Desta vez, entretanto, a ação iria se passar a bordo de uma estação espacial nos
confins da galáxia e tudo aconteceria na mesma época em que a turma da Nova
Geração vivia. Berman convocou o escritor Michael Piller, responsável
pela bem-sucedida criação de uma "cara" diferenciada para A Nova Geração
com relação ao seriado original, para desenvolver a série com ele. Em 1993, o
projeto chegaria às telinhas, com o nome de Jornada nas Estrelas:
Deep Space Nine (Star Trek: Deep Space Nine).

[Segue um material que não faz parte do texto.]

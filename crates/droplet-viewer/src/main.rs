// SPDX-License-Identifier: Apache-2.0
// © James Ross Ω FLYING•ROBOTS <https://github.com/flyingrobots>
//! droplet-viewer: terminal replay of a droplet simulation.
//!
//! Frames are pulled one JSON-RPC call at a time and replayed with tweened
//! steps. Type commands on stdin (`help` lists them). Logs go to stderr so
//! they do not tear the board; set `RUST_LOG` to change verbosity.

use anyhow::Result;
use clap::Parser;
use droplet_app_core::config::PrefsService;
use droplet_app_core::config_port::ConfigPort;
use droplet_app_core::prefs::ViewerPrefs;
use droplet_config_fs::FsConfigStore;
use tracing::{info, warn};
use tracing_subscriber::EnvFilter;

mod app;
mod input;
mod render;
mod tween;

#[derive(Parser, Debug, Default)]
#[command(author, version, about = "Terminal replay viewer for droplet simulations")]
struct Args {
    /// JSON-RPC endpoint of the simulator
    #[arg(long)]
    url: Option<String>,
    /// RPC method returning one frame of droplet info per call
    #[arg(long)]
    method: Option<String>,
    /// Base tween length per frame step, in milliseconds
    #[arg(long)]
    tween_ms: Option<u64>,
    /// Autoplay step interval, in milliseconds
    #[arg(long)]
    autoplay_ms: Option<u64>,
    /// Board width in cells
    #[arg(long)]
    width: Option<u32>,
    /// Board height in cells
    #[arg(long)]
    height: Option<u32>,
    /// Start with autoplay enabled
    #[arg(long)]
    autoplay: bool,
    /// Save the effective preferences (saved values plus overrides)
    #[arg(long)]
    save_prefs: bool,
}

impl Args {
    fn apply(&self, mut prefs: ViewerPrefs) -> ViewerPrefs {
        if let Some(url) = &self.url {
            prefs.server.url.clone_from(url);
        }
        if let Some(method) = &self.method {
            prefs.server.method.clone_from(method);
        }
        if let Some(ms) = self.tween_ms {
            prefs.playback.tween_ms = ms;
        }
        if let Some(ms) = self.autoplay_ms {
            prefs.playback.autoplay_interval_ms = ms;
        }
        if let Some(width) = self.width {
            prefs.board.width = width;
        }
        if let Some(height) = self.height {
            prefs.board.height = height;
        }
        prefs.sanitized()
    }
}

#[tokio::main(flavor = "current_thread")]
async fn main() -> Result<()> {
    let args = Args::parse();

    tracing_subscriber::fmt()
        .with_writer(std::io::stderr)
        .with_env_filter(EnvFilter::from_default_env().add_directive("warn".parse()?))
        .init();

    let config = match FsConfigStore::user() {
        Ok(store) => Some(PrefsService::new(store)),
        Err(err) => {
            warn!(%err, "config dir unavailable; using defaults");
            None
        }
    };
    let saved = config
        .as_ref()
        .and_then(ConfigPort::load_prefs)
        .unwrap_or_default();
    let prefs = args.apply(saved);
    if args.save_prefs {
        if let Some(config) = &config {
            config.save_prefs(&prefs);
            info!(dir = %config.store().dir().display(), "prefs saved");
        }
    }

    app::run(prefs, args.autoplay).await
}

#[cfg(test)]
mod tests {
    use super::*;

    #[test]
    fn flags_override_saved_prefs() {
        let args = Args::parse_from([
            "droplet-viewer",
            "--url",
            "http://sim:1/rpc",
            "--tween-ms",
            "40",
            "--width",
            "16",
        ]);
        let prefs = args.apply(ViewerPrefs::default());
        assert_eq!(prefs.server.url, "http://sim:1/rpc");
        assert_eq!(prefs.server.method, "visualizer_droplet_info");
        assert_eq!(prefs.playback.tween_ms, 40);
        assert_eq!(prefs.board.width, 16);
        assert_eq!(prefs.board.height, 10);
    }

    #[test]
    fn absent_flags_keep_saved_values() {
        let mut saved = ViewerPrefs::default();
        saved.playback.autoplay_interval_ms = 900;
        let prefs = Args::default().apply(saved.clone());
        assert_eq!(prefs, saved);
    }

    #[test]
    fn zero_override_falls_back_to_default() {
        let args = Args::parse_from(["droplet-viewer", "--tween-ms", "0"]);
        assert_eq!(args.apply(ViewerPrefs::default()).playback.tween_ms, 200);
    }
}
// SPDX-License-Identifier: Apache-2.0
// © James Ross Ω FLYING•ROBOTS <https://github.com/flyingrobots>
//! Frame builders for tests.

use droplet_model::{DropletId, EntitySnapshot, Extent, Frame, Location};

/// Builder for [`Frame`] instances.
///
/// # Example
///
/// ```
/// use droplet_dry_tests::FrameBuilder;
///
/// let frame = FrameBuilder::new(2).droplet(1, 0, 0).droplet(2, 3, 1).build();
/// assert_eq!(frame.index, 2);
/// assert_eq!(frame.len(), 2);
/// ```
#[derive(Default)]
pub struct FrameBuilder {
    index: usize,
    entities: Vec<EntitySnapshot>,
}

impl FrameBuilder {
    /// Start a frame with the given index.
    pub fn new(index: usize) -> Self {
        Self {
            index,
            entities: Vec::new(),
        }
    }

    /// Add a unit droplet at `(x, y)`.
    pub fn droplet(mut self, id: u64, x: i32, y: i32) -> Self {
        self.entities
            .push(EntitySnapshot::new(DropletId::new(id), Location::xy(x, y)));
        self
    }

    /// Add a droplet with explicit volume and footprint.
    pub fn sized(mut self, id: u64, x: i32, y: i32, volume: f64, w: i32, h: i32) -> Self {
        self.entities.push(
            EntitySnapshot::new(DropletId::new(id), Location::xy(x, y)).with_extent(Extent {
                volume,
                dimensions: Location::xy(w, h),
            }),
        );
        self
    }

    /// Build the frame.
    pub fn build(self) -> Frame {
        Frame::new(self.index, self.entities)
    }
}

/// Three frames where droplet 2 appears and then merges into droplet 1.
///
/// - frame 0: `1@(0,0)`
/// - frame 1: `1@(1,0)`, `2@(2,0)`
/// - frame 2: `1@(1,1)`
pub fn merge_scenario() -> Vec<Frame> {
    vec![
        FrameBuilder::new(0).droplet(1, 0, 0).build(),
        FrameBuilder::new(1).droplet(1, 1, 0).droplet(2, 2, 0).build(),
        FrameBuilder::new(2).droplet(1, 1, 1).build(),
    ]
}

/// `count` frames where droplet 1 walks along row 0 (`x = index`) and
/// droplet 2 sits at `(0, 5)` on even frames only.
pub fn walking_frames(count: usize) -> Vec<Frame> {
    (0..count)
        .map(|index| {
            let x = i32::try_from(index).unwrap_or(i32::MAX);
            let builder = FrameBuilder::new(index).droplet(1, x, 0);
            if index % 2 == 0 {
                builder.droplet(2, 0, 5).build()
            } else {
                builder.build()
            }
        })
        .collect()
}
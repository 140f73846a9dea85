// SPDX-License-Identifier: Apache-2.0
// © James Ross Ω FLYING•ROBOTS <https://github.com/flyingrobots>
//! Prefs persistence: a raw blob store port and the service that reads and
//! writes [`ViewerPrefs`] through it.
//!
//! Stored prefs are pretty JSON. Whatever is read back is sanitized before it
//! reaches the caller, and the same holds for what is written.

use std::borrow::Cow;

use thiserror::Error;

use crate::prefs::{ViewerPrefs, VIEWER_PREFS_KEY};

/// Storage port for raw prefs blobs, keyed by logical name.
pub trait ConfigStore {
    /// Blob stored under `key`, or `None` when nothing was ever saved.
    fn load_raw(&self, key: &str) -> Result<Option<Vec<u8>>, ConfigError>;
    /// Replace the blob stored under `key`.
    fn save_raw(&self, key: &str, data: &[u8]) -> Result<(), ConfigError>;
}

/// Failures while reading or writing prefs.
#[derive(Debug, Error)]
pub enum ConfigError {
    /// The platform has no per-user config directory.
    #[error("no config directory for this platform")]
    NoConfigDir,
    /// Key is empty or would escape the store (path separators, dots).
    #[error("invalid config key `{0}`")]
    InvalidKey(String),
    /// Reading or writing the backing store failed.
    #[error("config i/o failed: {0}")]
    Io(#[from] std::io::Error),
    /// Stored blob is not a prefs document.
    #[error("prefs are not valid JSON: {0}")]
    Parse(#[from] serde_json::Error),
}

/// Loads and saves [`ViewerPrefs`] under one key of a [`ConfigStore`].
pub struct PrefsService<S> {
    store: S,
    key: Cow<'static, str>,
}

impl<S> PrefsService<S> {
    /// Service using the standard `"viewer"` key.
    pub const fn new(store: S) -> Self {
        Self {
            store,
            key: Cow::Borrowed(VIEWER_PREFS_KEY),
        }
    }

    /// Service using a custom key (e.g. a named profile).
    pub fn with_key(store: S, key: impl Into<String>) -> Self {
        Self {
            store,
            key: Cow::Owned(key.into()),
        }
    }

    /// Key the prefs live under.
    pub fn key(&self) -> &str {
        &self.key
    }

    /// Borrow the backing store.
    pub const fn store(&self) -> &S {
        &self.store
    }
}

impl<S: ConfigStore> PrefsService<S> {
    /// Saved prefs, sanitized. `Ok(None)` when nothing (or only whitespace)
    /// was saved.
    pub fn load(&self) -> Result<Option<ViewerPrefs>, ConfigError> {
        let Some(bytes) = self.store.load_raw(&self.key)? else {
            return Ok(None);
        };
        if bytes.iter().all(u8::is_ascii_whitespace) {
            return Ok(None);
        }
        let prefs: ViewerPrefs = serde_json::from_slice(&bytes)?;
        Ok(Some(prefs.sanitized()))
    }

    /// Sanitize and persist `prefs`.
    pub fn save(&self, prefs: &ViewerPrefs) -> Result<(), ConfigError> {
        let mut data = serde_json::to_vec_pretty(&prefs.clone().sanitized())?;
        data.push(b'\n');
        self.store.save_raw(&self.key, &data)
    }
}
// SPDX-License-Identifier: Apache-2.0
// © James Ross Ω FLYING•ROBOTS <https://github.com/flyingrobots>
//! Error types for the frame store and the playback coordinator.

use thiserror::Error;

/// Errors raised by [`FrameStore`](crate::FrameStore).
#[derive(Debug, Clone, PartialEq, Eq, Error)]
pub enum StoreError {
    /// A frame was appended whose index is not the current store length.
    ///
    /// Indicates a fetcher that delivered frames out of order.
    #[error("out-of-order frame: expected index {expected}, got {got}")]
    OutOfOrder {
        /// Index the store was waiting for.
        expected: usize,
        /// Index carried by the rejected frame.
        got: usize,
    },

    /// The requested index has not been fetched yet.
    #[error("frame {index} not found (store holds {length} frames)")]
    NotFound {
        /// Requested frame index.
        index: usize,
        /// Number of frames held when the lookup failed.
        length: usize,
    },
}

/// Errors surfaced by [`PlaybackEngine`](crate::PlaybackEngine) callbacks.
///
/// Source exhaustion is not an error: a failed fetch closes the timeline and
/// playback continues inside the frames already held.
#[derive(Debug, Clone, PartialEq, Eq, Error)]
pub enum PlaybackError {
    /// The fetcher broke its ordering contract. Fatal for the session.
    #[error("fetcher contract violation: {0}")]
    OutOfOrderFrame(#[from] StoreError),

    /// A fetch result arrived while no fetch was outstanding.
    #[error("fetch result delivered with no fetch in flight")]
    NoFetchInFlight,

    /// A batch completion arrived while no batch was animating.
    #[error("animation completion delivered with no batch in flight")]
    NoBatchInFlight,
}
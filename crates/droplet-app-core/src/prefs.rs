// SPDX-License-Identifier: Apache-2.0
// © James Ross Ω FLYING•ROBOTS <https://github.com/flyingrobots>
//! Saved viewer preferences: playback pacing, simulator endpoint, board layout.
//!
//! Every section is `#[serde(default)]`, so a prefs file written by an older
//! viewer (or edited by hand down to a single field) still loads.

use serde::{Deserialize, Serialize};
use std::time::Duration;

/// Key under which [`ViewerPrefs`] are stored.
pub const VIEWER_PREFS_KEY: &str = "viewer";

/// Saved preferences for the droplet viewer.
#[derive(Debug, Clone, PartialEq, Eq, Serialize, Deserialize, Default)]
#[serde(default)]
pub struct ViewerPrefs {
    /// Animation and autoplay pacing.
    pub playback: PlaybackPrefs,
    /// Simulator endpoint.
    pub server: ServerPrefs,
    /// Board geometry used by the terminal renderer.
    pub board: BoardPrefs,
}

impl ViewerPrefs {
    /// Replace zero durations and empty board dimensions with defaults.
    #[must_use]
    pub fn sanitized(mut self) -> Self {
        let playback = PlaybackPrefs::default();
        if self.playback.tween_ms == 0 {
            self.playback.tween_ms = playback.tween_ms;
        }
        if self.playback.autoplay_interval_ms == 0 {
            self.playback.autoplay_interval_ms = playback.autoplay_interval_ms;
        }
        let board = BoardPrefs::default();
        if self.board.width == 0 || self.board.height == 0 {
            self.board.width = board.width;
            self.board.height = board.height;
        }
        if self.board.cell_size == 0 {
            self.board.cell_size = board.cell_size;
        }
        self
    }
}

/// Animation pacing.
#[derive(Debug, Clone, PartialEq, Eq, Serialize, Deserialize)]
#[serde(default)]
pub struct PlaybackPrefs {
    /// Base tween length for a single frame step, in milliseconds.
    pub tween_ms: u64,
    /// Delay between autoplay steps, in milliseconds.
    pub autoplay_interval_ms: u64,
}

impl PlaybackPrefs {
    /// Base tween length as a [`Duration`].
    pub const fn tween(&self) -> Duration {
        Duration::from_millis(self.tween_ms)
    }

    /// Autoplay period as a [`Duration`].
    pub const fn autoplay_interval(&self) -> Duration {
        Duration::from_millis(self.autoplay_interval_ms)
    }
}

impl Default for PlaybackPrefs {
    fn default() -> Self {
        Self {
            tween_ms: 200,
            autoplay_interval_ms: 500,
        }
    }
}

/// JSON-RPC endpoint of the simulator.
#[derive(Debug, Clone, PartialEq, Eq, Serialize, Deserialize)]
#[serde(default)]
pub struct ServerPrefs {
    /// Endpoint URL.
    pub url: String,
    /// Method that returns one frame of droplet info per call.
    pub method: String,
}

impl Default for ServerPrefs {
    fn default() -> Self {
        Self {
            url: "http://127.0.0.1:3000/rpc".into(),
            method: "visualizer_droplet_info".into(),
        }
    }
}

/// Board geometry.
#[derive(Debug, Clone, PartialEq, Eq, Serialize, Deserialize)]
#[serde(default)]
pub struct BoardPrefs {
    /// Columns.
    pub width: u32,
    /// Rows.
    pub height: u32,
    /// Terminal cells per board cell, horizontally.
    pub cell_size: u32,
}

impl Default for BoardPrefs {
    fn default() -> Self {
        Self {
            width: 10,
            height: 10,
            cell_size: 2,
        }
    }
}
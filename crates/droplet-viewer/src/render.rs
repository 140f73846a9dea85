// SPDX-License-Identifier: Apache-2.0
// © James Ross Ω FLYING•ROBOTS <https://github.com/flyingrobots>
//! Text rendering of the board and droplet legend.

use std::fmt::Write as _;

use droplet_app_core::prefs::BoardPrefs;
use droplet_model::DropletId;

use crate::tween::Sprite;

const EMPTY: char = '.';

#[derive(Debug, Clone, Copy, PartialEq, Eq)]
pub struct Board {
    pub width: usize,
    pub height: usize,
    pub cell: usize,
}

impl From<&BoardPrefs> for Board {
    fn from(prefs: &BoardPrefs) -> Self {
        let to_usize = |v: u32| usize::try_from(v).unwrap_or(usize::MAX);
        Self {
            width: to_usize(prefs.width),
            height: to_usize(prefs.height),
            cell: to_usize(prefs.cell_size).max(1),
        }
    }
}

/// Letter used to draw a droplet.
pub fn glyph(id: DropletId) -> char {
    let offset = u8::try_from(id.id % 26).unwrap_or(0);
    char::from(b'A' + offset)
}

/// Nearest cell for an interpolated coordinate; `None` when off the board.
#[allow(clippy::cast_possible_truncation, clippy::cast_sign_loss)]
fn cell(v: f64, limit: usize) -> Option<usize> {
    let r = v.round();
    if !r.is_finite() || r < 0.0 {
        return None;
    }
    let idx = r as usize;
    (idx < limit).then_some(idx)
}

/// Append the board, a legend line per droplet and `status` to `out`.
pub fn draw(board: &Board, sprites: &[Sprite], status: &str, out: &mut String) {
    let mut grid = vec![vec![EMPTY; board.width]; board.height];
    for sprite in sprites {
        let (Some(x0), Some(y0)) = (cell(sprite.x, board.width), cell(sprite.y, board.height))
        else {
            continue;
        };
        let dims = sprite.snapshot.extent.dimensions;
        let w = usize::try_from(dims.x.max(1)).unwrap_or(1);
        let h = usize::try_from(dims.y.max(1)).unwrap_or(1);
        for row in grid.iter_mut().skip(y0).take(h) {
            for slot in row.iter_mut().skip(x0).take(w) {
                *slot = glyph(sprite.snapshot.id);
            }
        }
    }

    for row in &grid {
        for ch in row {
            for _ in 0..board.cell {
                out.push(*ch);
            }
        }
        out.push('\n');
    }
    for sprite in sprites {
        let snap = &sprite.snapshot;
        let _ = write!(
            out,
            "{} {} at {} vol {:.2}",
            glyph(snap.id),
            snap.id,
            snap.location,
            snap.extent.volume
        );
        if !snap.label.is_empty() {
            let _ = write!(out, " {}", snap.label);
        }
        out.push('\n');
    }
    out.push_str(status);
    out.push('\n');
}

#[cfg(test)]
mod tests {
    use super::*;
    use droplet_model::{EntitySnapshot, Extent, Location};

    fn sprite(id: u64, x: f64, y: f64) -> Sprite {
        Sprite {
            snapshot: EntitySnapshot::new(DropletId::new(id), Location::xy(0, 0)),
            x,
            y,
        }
    }

    #[test]
    fn draws_droplets_at_rounded_cells() {
        let board = Board {
            width: 3,
            height: 2,
            cell: 1,
        };
        let mut out = String::new();
        draw(&board, &[sprite(1, 1.4, 0.0), sprite(2, 1.6, 1.0)], "ok", &mut out);
        let lines: Vec<&str> = out.lines().collect();
        assert_eq!(lines[0], ".B.");
        assert_eq!(lines[1], "..C");
        assert_eq!(lines.last(), Some(&"ok"));
    }

    #[test]
    fn footprint_and_cell_width_expand_glyphs() {
        let board = Board {
            width: 3,
            height: 2,
            cell: 2,
        };
        let mut wide = sprite(0, 0.0, 0.0);
        wide.snapshot = wide.snapshot.with_extent(Extent {
            volume: 2.0,
            dimensions: Location::xy(2, 2),
        });
        let mut out = String::new();
        draw(&board, &[wide], "", &mut out);
        assert!(out.starts_with("AAAA..\nAAAA..\n"));
    }

    #[test]
    fn legend_lists_droplets_with_labels() {
        let board = Board {
            width: 2,
            height: 1,
            cell: 1,
        };
        let mut mixed = sprite(3, 0.0, 0.0);
        mixed.snapshot = mixed.snapshot.with_label("mix 2:1");
        let mut out = String::new();
        draw(&board, &[mixed, sprite(4, 1.0, 0.0)], "", &mut out);
        let lines: Vec<&str> = out.lines().collect();
        assert_eq!(lines[0], "DE");
        assert_eq!(lines[1], "D 0:3 at (0, 0) vol 1.00 mix 2:1");
        assert_eq!(lines[2], "E 0:4 at (0, 0) vol 1.00");
    }

    #[test]
    fn off_board_sprites_are_skipped() {
        let board = Board {
            width: 2,
            height: 1,
            cell: 1,
        };
        let mut out = String::new();
        draw(&board, &[sprite(1, -3.0, 0.0), sprite(2, 5.0, 0.0)], "", &mut out);
        assert!(out.starts_with("..\n"));
    }
}
// SPDX-License-Identifier: Apache-2.0
// © James Ross Ω FLYING•ROBOTS <https://github.com/flyingrobots>
//! Plain data types for droplet playback.
//!
//! A [`Frame`] is one immutable snapshot of every droplet the upstream service
//! reported at a single step. Frames carry no behavior; reconciliation and
//! playback live in `droplet-playback`.

mod frame;
mod types;

pub use frame::Frame;
pub use types::{DropletId, EntitySnapshot, Extent, Location};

Pela primeira vez destacando um protagonista negro na história da franquia,
Deep Space Nine estreou com índices arrebatadores de audiência (até hoje
detém o recorde em Jornada nas Estrelas, obtido com o piloto "Emissary"),
mas o fato de ter sido exibida enquanto A Nova Geração ainda estava no
ar acabou iniciando um processo de erosão da audiência. Em 1994,
A Nova Geração deixou as telinhas para imediatamente ter sua primeira aventura
no cinema. O filme "Jornada nas Estrelas: Generations" (Star Trek: Generations)
reuniu a tripulação de Picard a James T. Kirk, em sua derradeira aventura. Apesar
do anticlímax do final, em que Kirk é morto, o filme foi bem-sucedido em pavimentar
o caminho para mais uma continuação cinematográfica. Enquanto isso, a
Paramount resolveu tirar da gaveta aquele velho projeto de criar uma nova rede
de televisão. Para tanto, o estúdio queria mais um seriado de Jornada
como carro-chefe. Em 1995, nascia Jornada nas Estrelas: Voyager
(Star Trek: Voyager), série também ambientada em época contemporânea à da
Nova Geração e que contava a história de uma nave, capitaneada por uma mulher,
atirada para o outro lado da galáxia por uma força desconhecida. Isolada, sua
única missão passaria ser a de sobreviver e voltar para casa, o que deveria consumir
mais de 70 anos de viagem.
Diferentemente de A Nova Geração e Deep Space Nine, que eram
exibidas em regime de syndication, Voyager foi para essa nova rede da
Paramount, a UPN. A fraca infraestrutura da instituição, entretanto, aliada ao
desgaste da marca Jornada nas Estrelas, saturada pelos inúmeros produtos
e spin-offs, fizeram com que Voyager mostrasse um sólido e constante declínio
na popularidade da franquia. No cinema, entretanto, as coisas ainda andavam
bem. Em 1996, chegava às telonas a segunda aventura da Nova Geração,
"Jornada nas Estrelas: Primeiro Contato" ("Star Trek: First Contact"). O
filme se tornou um espetacular sucesso de bilheteria, o que acabou conduzindo
a "Jornada nas Estrelas: Insurreição" ("Star Trek: Insurrection"), em
1998. Mas naquele ponto a marca já estava desgastada demais para sustentar um
grande público, e a qualidade também não ajudou. O décimo longa, "Nêmesis",
de 2002, seguiu o mesmo caminho e fracassou nas bilheterias. Apesar da
ladeira da franquia, tanto Deep Space Nine quanto Voyager atingiram
a marca da Nova Geração, tendo sete temporadas produzidas. Em 2001, era
hora de criar uma quinta série com atores para substituir Voyager na UPN.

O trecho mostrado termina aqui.